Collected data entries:
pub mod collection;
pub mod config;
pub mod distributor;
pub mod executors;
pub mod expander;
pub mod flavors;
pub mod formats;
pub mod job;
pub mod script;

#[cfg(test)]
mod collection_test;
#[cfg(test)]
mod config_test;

• **Your task**: Retype the entries above. Match them exactly.

• **Written response**:
pub mod collection;
pub mod config;
pub mod distributor;
pub mod executors;
pub mod expander;
pub mod flavors;
pub mod formats;
pub mod job;
pub mod script;

#[cfg(test)]
mod collection_test;
#[cfg(test)]
mod config_test;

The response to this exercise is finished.